01/14: Markets took the unprecedented second impeachment of a sitting President in stride, focusing instead on Biden’s reportedly $2T recovery plan. Confirming the need of additional support, initial weekly jobless claims rose above expectations. Due to this slack in full employment and the shortage of demand in major economies, Fed Chair Powell noted rates will continue to be accommodative. Separately, interim data published in a peer-reviewed journal suggest J&J’s single-shot adenoviral-vector vaccine looks promising.
01/15: Renewed restrictive Covid measures led to a consecutive drop in US retail sales in December. Meanwhile, one measure of wholesale prices showed inflation was not an immediate concern. A preliminary measure of consumer sentiment dipped slightly in January, stabilized by vaccine hopes and stimulus prospects. While snapping a streak of six consecutive monthly increases, UK’s GDP contracted less than expected in November.
Heard on the Street:
“The first half of this year, the blue wave will probably continue to be bullish… In the second half of the year, we may be on the lookout for some consumer price inflation which would not be good for overvalued assets… We do see upward pressure on the bond yield. I think at some point the Fed says ‘Maybe bond yields should be higher since the economy is doing well.’”
— Edward Yardeni of Yardeni Research, as quoted by CNBC on 01/10/2021
“The equity market’s ability to rally decisively in the face of the tragic events at the Capitol on 1/6, the virus’ escalation, a poor employment report and rising yields confirm that a new, more speculative, more volatile phase of the bull market has begun… The depth of any such pullbacks in 2021 is largely dependent on yields.”

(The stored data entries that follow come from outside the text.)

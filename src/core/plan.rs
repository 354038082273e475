//! Execution plan types.
//!
//! The planner produces an [`ExecutionPlan`]; the supervisor consumes
//! it. Plans are immutable once routed. Mixed-mode execution runs
//! steps in topological order over `depends_on`, parallel within each
//! level.

use serde::{Deserialize, Serialize};

/// A pluggable execution team.
#[derive(
    Debug, Clone, Copy, PartialEq, Eq, PartialOrd, Ord, Hash, Serialize, Deserialize,
)]
#[serde(rename_all = "lowercase")]
pub enum TeamKind {
    /// Legal corpus retrieval.
    Search,
    /// Analysis over retrieved data.
    Analysis,
    /// Document generation.
    Document,
    /// Contract/document review.
    Review,
}

impl TeamKind {
    /// Parses a team name (case-insensitive). Returns `None` for
    /// unknown names.
    #[must_use]
    pub fn parse(s: &str) -> Option<Self> {
        match s.trim().to_lowercase().as_str() {
            "search" => Some(Self::Search),
            "analysis" => Some(Self::Analysis),
            "document" => Some(Self::Document),
            "review" => Some(Self::Review),
            _ => None,
        }
    }

    /// Returns the canonical lowercase name.
    #[must_use]
    pub const fn as_str(self) -> &'static str {
        match self {
            Self::Search => "search",
            Self::Analysis => "analysis",
            Self::Document => "document",
            Self::Review => "review",
        }
    }
}

impl std::fmt::Display for TeamKind {
    fn fmt(&self, f: &mut std::fmt::Formatter<'_>) -> std::fmt::Result {
        f.write_str(self.as_str())
    }
}

/// How the plan's steps are scheduled.
#[derive(Debug, Clone, Copy, PartialEq, Eq, Serialize, Deserialize)]
#[serde(rename_all = "lowercase")]
pub enum ExecutionMode {
    /// Strictly ordered, one step at a time.
    Sequential,
    /// All steps concurrently, bounded, with a barrier at the end.
    Parallel,
    /// Topological order over `depends_on`, parallel within levels.
    Mixed,
}

fn default_mode() -> ExecutionMode {
    ExecutionMode::Sequential
}

/// One planned unit of team work.
#[derive(Debug, Clone, Serialize, Deserialize)]
pub struct PlanStep {
    /// Team to run.
    pub team: TeamKind,
    /// Subquery for this step (the full query when not decomposed).
    pub subquery: String,
    /// Indices of steps this one depends on.
    #[serde(default)]
    pub depends_on: Vec<usize>,
}

/// Routing decision produced by the planner.
#[derive(Debug, Clone, Serialize, Deserialize)]
pub struct ExecutionPlan {
    /// Ordered steps.
    #[serde(default)]
    pub steps: Vec<PlanStep>,
    /// Scheduling mode.
    #[serde(default = "default_mode")]
    pub execution_mode: ExecutionMode,
    /// When `true`, no teams run and the turn answers from a template.
    #[serde(default)]
    pub skip_execution: bool,
}

impl ExecutionPlan {
    /// A trivial plan for fast-path intents: no steps, no execution.
    #[must_use]
    pub fn skipped() -> Self {
        Self {
            steps: Vec::new(),
            execution_mode: ExecutionMode::Sequential,
            skip_execution: true,
        }
    }

    /// A single-step sequential plan over the whole query.
    #[must_use]
    pub fn single(team: TeamKind, subquery: impl Into<String>) -> Self {
        Self {
            steps: vec![PlanStep {
                team,
                subquery: subquery.into(),
                depends_on: Vec::new(),
            }],
            execution_mode: ExecutionMode::Sequential,
            skip_execution: false,
        }
    }

    /// Distinct teams named by the plan, in step order.
    #[must_use]
    pub fn teams(&self) -> Vec<TeamKind> {
        let mut seen = Vec::new();
        for step in &self.steps {
            if !seen.contains(&step.team) {
                seen.push(step.team);
            }
        }
        seen
    }

    /// Drops self-references and out-of-range `depends_on` indices.
    /// The plan is immutable after routing, so this runs once at
    /// construction.
    #[must_use]
    pub fn sanitized(mut self) -> Self {
        let len = self.steps.len();
        for (idx, step) in self.steps.iter_mut().enumerate() {
            step.depends_on.retain(|&d| d < len && d != idx);
            step.depends_on.sort_unstable();
            step.depends_on.dedup();
        }
        self
    }

    /// Groups step indices into dependency levels for mixed-mode
    /// scheduling: every step in level N has all dependencies in
    /// levels < N. Steps caught in a dependency cycle are appended as
    /// singleton levels in index order, degrading them to sequential
    /// execution.
    #[must_use]
    pub fn dependency_levels(&self) -> Vec<Vec<usize>> {
        let n = self.steps.len();
        let mut placed = vec![false; n];
        let mut levels: Vec<Vec<usize>> = Vec::new();
        let mut remaining = n;

        while remaining > 0 {
            let mut level: Vec<usize> = Vec::new();
            for (idx, step) in self.steps.iter().enumerate() {
                if placed[idx] {
                    continue;
                }
                let ready = step
                    .depends_on
                    .iter()
                    .all(|&d| d >= n || placed.get(d).copied().unwrap_or(true));
                if ready {
                    level.push(idx);
                }
            }
            if level.is_empty() {
                // Cycle: emit the lowest unplaced index alone.
                if let Some(idx) = placed.iter().position(|&p| !p) {
                    level.push(idx);
                }
            }
            for &idx in &level {
                placed[idx] = true;
            }
            remaining -= level.len();
            levels.push(level);
        }

        levels
    }
}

— Julian Emanuel, BTIG’s chief equity and derivatives strategist, as quoted by MarketWatch on 1/12/2021
Longer Game:
Both the incoming national security advisor and rumored Indo-Pacific czar charted a course for US-Sino coexistence, involving elements of competition and cooperation.
Bonus:
PIMCO, the world’s largest money manager, cautions against “excessive optimism” over the next 12-18 months for three reasons: 1) curtailed fiscal support as governments face ballooning budget deficits; 2) Beijing’s challenge in striking a balance between reducing credit growth and supporting businesses; and 3) a “difficult market environment” once the “easy pandemic recovery trades have played themselves out.”